### WORK ORDER
In the entries below, count each line where "RunContext" appears. Give the total and nothing more.
### AVAILABLE RECORDS
impl Evaluator {
    pub fn new(config: GraderConfig, runtimes: RuntimeRegistry) -> Self {
        Self {
            config,
            runtimes,
            invoker: None,
        }
    }

    /// Use `invoker` for function-mode exercises instead of the runtime driver
    pub fn with_invoker(mut self, invoker: Arc<dyn FunctionInvoker>) -> Self {
        self.invoker = Some(invoker);
        self
    }

    /// Evaluate a request. Never fails: internal errors become a zero-score report.
    pub async fn evaluate(&self, request: &EvaluationRequest) -> EvaluationResult {
        let finished = match self.try_evaluate(request).await {
            Ok(finished) => finished,
            Err(e) => {
                error!("Evaluation {} failed internally: {:#}", request.id, e);
                Finished {
                    result: report::error_report(
                        "Error interno del corrector",
                        "Error interno",
                        &format!("{:#}", e),
                    ),
                    outcome: Outcome::SystemError,
                }
            }
        };

        info!(
            "Evaluation summary: id={}, outcome={}, fraction={}",
            request.id, finished.outcome, finished.result.fraction
        );
        finished.result
    }

    fn runtime_for(&self, request: &EvaluationRequest) -> Result<&RuntimeConfig> {
        if let Some(name) = request.runtime.as_deref() {
            match self.runtimes.get(name) {
                Some(runtime) => return Ok(runtime),
                None => warn!(
                    "Unknown runtime '{}', falling back to '{}'",
                    name, self.config.default_runtime
                ),
            }
        }
        self.runtimes
            .get(&self.config.default_runtime)
            .with_context(|| format!("Default runtime '{}' is not configured", self.config.default_runtime))
    }

    async fn try_evaluate(&self, request: &EvaluationRequest) -> Result<Finished> {
        let spec = request.exercise();
        let runtime = self.runtime_for(request)?;
        info!(
            "Evaluating {}: exercise={}, kind={:?}",
            request.id, spec.exercise_id, spec.kind
        );

        // Gate: forbidden constructs block the whole evaluation
        let restriction =
            RestrictionChecker::new(runtime.comment_prefix.as_str()).check(&request.submission, &spec.restrictions);
        if restriction.blocked {
            return Ok(Finished {
                result: report::error_report(
                    "Incorrecto: el código usa construcciones no permitidas",
                    "Restricciones incumplidas",
                    &restriction.violations.join("\n"),
                ),
                outcome: Outcome::RestrictionViolation,
            });
        }

        let seed = request.fingerprint();
        let mut rng = ChaCha8Rng::seed_from_u64(u64::from(seed));
        let inputs = generate_inputs(&spec, &request.stdin, &mut rng);

        let workspace = Workspace::create(self.config.scratch_root.as_deref(), self.config.worker_id)?;
        let mut input_files: BTreeMap<String, Vec<u8>> = inputs
            .input_files
            .iter()
            .map(|(name, content)| (name.clone(), content.clone().into_bytes()))
            .collect();
        let attachments = workspace.stage_attachments(
            &request.attachments,
            &self.config.attachments_dir,
            seed,
            spec.shuffle_attachments,
        )?;
        for (name, bytes) in attachments {
            if input_files.insert(name.clone(), bytes).is_some() {
                warn!("Attachment {} replaces a generated input file", name);
            }
        }

        let limits = RunLimits::new(self.config.timeout_ms);
        let runner: Arc<dyn Runner> = Arc::new(ProcessRunner::new(runtime.clone()));

        let context = RunContext {
            request,
            spec: &spec,
            runtime,
            inputs: &inputs,
            input_files: &input_files,
            workspace: &workspace,
            limits,
        };

        match spec.kind {
            ExerciseKind::Program => self.evaluate_program(&context, runner.as_ref()).await,
            ExerciseKind::Function => {
                let invoker: Arc<dyn FunctionInvoker> = match &self.invoker {
                    Some(invoker) => invoker.clone(),
                    None => Arc::new(DriverInvoker::new(
                        runner.clone(),
                        runtime.clone(),
                        context.limits.clone(),
                    )),
                };
                self.evaluate_function(&context, invoker.as_ref()).await
            }
        }
    }

    async fn evaluate_program(&self, ctx: &RunContext<'_>, runner: &dyn Runner) -> Result<Finished> {
        let output_files = ctx.spec.output_files_with(&ctx.request.extra_output_files());
        let stdin = ctx.inputs.standard_input.as_str();

        // Reference
        let ref_dir = ctx.workspace.run_dir("reference")?;
        workspace::populate(&ref_dir, ctx.input_files, &output_files)?;
        let ref_program = ctx.runtime.with_prelude(&ctx.request.reference);
        let ref_outcome = runner
            .run(&ref_program, stdin, &ref_dir, &ctx.limits)
            .await
            .context("Failed to run reference")?;
        if let Some(message) = ref_outcome.failure_message() {
            warn!("Reference failed for {}: {}", ctx.request.id, message);
            return Ok(reference_failure(&message));
        }
        let reference = ExecutionResult::from_run(&ref_outcome, workspace::snapshot(&ref_dir, &output_files));

        // Candidate
        let cand_dir = ctx.workspace.run_dir("candidate")?;
        workspace::populate(&cand_dir, ctx.input_files, &output_files)?;
        let cand_source = format!("{}\n{}", ctx.request.submission, ctx.request.test_code);
        let cand_program = ctx.runtime.with_prelude(&cand_source);
        let cand_outcome = runner
            .run(&cand_program, stdin, &cand_dir, &ctx.limits)
            .await
            .context("Failed to run candidate")?;
        let candidate = ExecutionResult::from_run(&cand_outcome, workspace::snapshot(&cand_dir, &output_files));

        let verdict = comparator::compare_program(&reference, &candidate, &output_files);

        let limit = self.config.display_limit;
        let initial_files: BTreeMap<String, String> = ctx
            .input_files
            .iter()
            .map(|(name, bytes)| (name.clone(), workspace::display_bytes(Some(bytes), limit)))
            .collect();
        let final_files = |result: &ExecutionResult| -> BTreeMap<String, String> {
            result
                .output_files
                .iter()
                .map(|(name, bytes)| (name.clone(), workspace::display_bytes(bytes.as_deref(), limit)))
                .collect()
        };

        let reference_view = RunView {
            test_code: ctx.request.test_code.clone(),
            stdin: stdin.to_string(),
            initial_files: initial_files.clone(),
            screen_output: reference.screen_output(limit),
            final_files: final_files(&reference),
            arguments: Vec::new(),
        };
        let candidate_view = RunView {
            test_code: ctx.request.test_code.clone(),
            stdin: stdin.to_string(),
            initial_files,
            screen_output: candidate.screen_output(limit),
            final_files: final_files(&candidate),
            arguments: Vec::new(),
        };

        let outcome = if verdict.passed() {
            Outcome::Accepted
        } else if candidate.timed_out {
            Outcome::TimeLimitExceeded
        } else if candidate.failed {
            Outcome::RuntimeError
        } else {
            Outcome::WrongAnswer
        };

        Ok(Finished {
            result: report::build(ExerciseKind::Program, &verdict, &reference_view, &candidate_view),
            outcome,
        })
    }

    async fn evaluate_function(
        &self,
        ctx: &RunContext<'_>,
        invoker: &dyn FunctionInvoker,
    ) -> Result<Finished> {
        let names = &ctx.spec.function_names;
        let args = &ctx.inputs.arguments;

        let ref_dir = ctx.workspace.run_dir("reference")?;
        workspace::populate(&ref_dir, ctx.input_files, &[])?;
        let reference = match invoker
            .invoke(&ctx.request.reference, &names.reference, args, &ref_dir)
            .await
        {
            Ok(value) => value,
            Err(e) => {
                let message = format!("{}: {}", names.reference, e);
                warn!("Reference function failed for {}: {}", ctx.request.id, message);
                return Ok(reference_failure(&message));
            }
        };

        let cand_dir = ctx.workspace.run_dir("candidate")?;
        workspace::populate(&cand_dir, ctx.input_files, &[])?;
        let candidate = invoker
            .invoke(&ctx.request.submission, &names.candidate, args, &cand_dir)
            .await;

        let limit = self.config.display_limit;
        let (verdict, candidate_screen, outcome) = match &candidate {
            Ok(value) => {
                let verdict = comparator::compare_values(&reference, value);
                let outcome = if verdict.passed() {
                    Outcome::Accepted
                } else {
                    Outcome::WrongAnswer
                };
                (verdict, report::render_value(value), outcome)
            }
            Err(e) => (
                Verdict::failed(),
                format!("Error en {}: {}", names.candidate, e),
                match e {
                    InvocationError::TimedOut(_) => Outcome::TimeLimitExceeded,
                    _ => Outcome::RuntimeError,
                },
            ),
        };

        let view = |screen: String| RunView {
            test_code: ctx.request.test_code.clone(),
            arguments: args.clone(),
            screen_output: workspace::truncate_for_display(&screen, limit),
            ..Default::default()
        };

        Ok(Finished {
            result: report::build(
                ExerciseKind::Function,
                &verdict,
                &view(report::render_value(&reference)),
                &view(candidate_screen),
            ),
            outcome,
        })
    }
}

/// Per-request state shared by both runs
struct RunContext<'a> {
    request: &'a EvaluationRequest,
    spec: &'a ExerciseSpec,
    runtime: &'a RuntimeConfig,
    inputs: &'a GeneratedInputs,
    input_files: &'a BTreeMap<String, Vec<u8>>,
    workspace: &'a Workspace,
    limits: RunLimits,
}

fn reference_failure(message: &str) -> Finished {
    Finished {
        result: report::error_report(
            "No se pudo ejecutar la solución patrón con estas entradas",
            "Error en patrón",
            message,
        ),
        outcome: Outcome::ReferenceError,
    }
}

/// Convenience for one-shot use: evaluate a request read from `path`
/// (`-` for stdin) with the given evaluator
pub async fn evaluate_file(evaluator: &Evaluator, path: &Path) -> Result<EvaluationResult> {
    let raw = if path == Path::new("-") {
        let mut buf = String::new();
        tokio::io::AsyncReadExt::read_to_string(&mut tokio::io::stdin(), &mut buf)
            .await
            .context("Failed to read request from stdin")?;
        buf
    } else {
        tokio::fs::read_to_string(path)
            .await
            .with_context(|| format!("Failed to read request {:?}", path))?
    };
    let request: EvaluationRequest =
        serde_json::from_str(&raw).context("Invalid evaluation request")?;
    Ok(evaluator.evaluate(&request).await)
}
######
### TASK ANSWER
4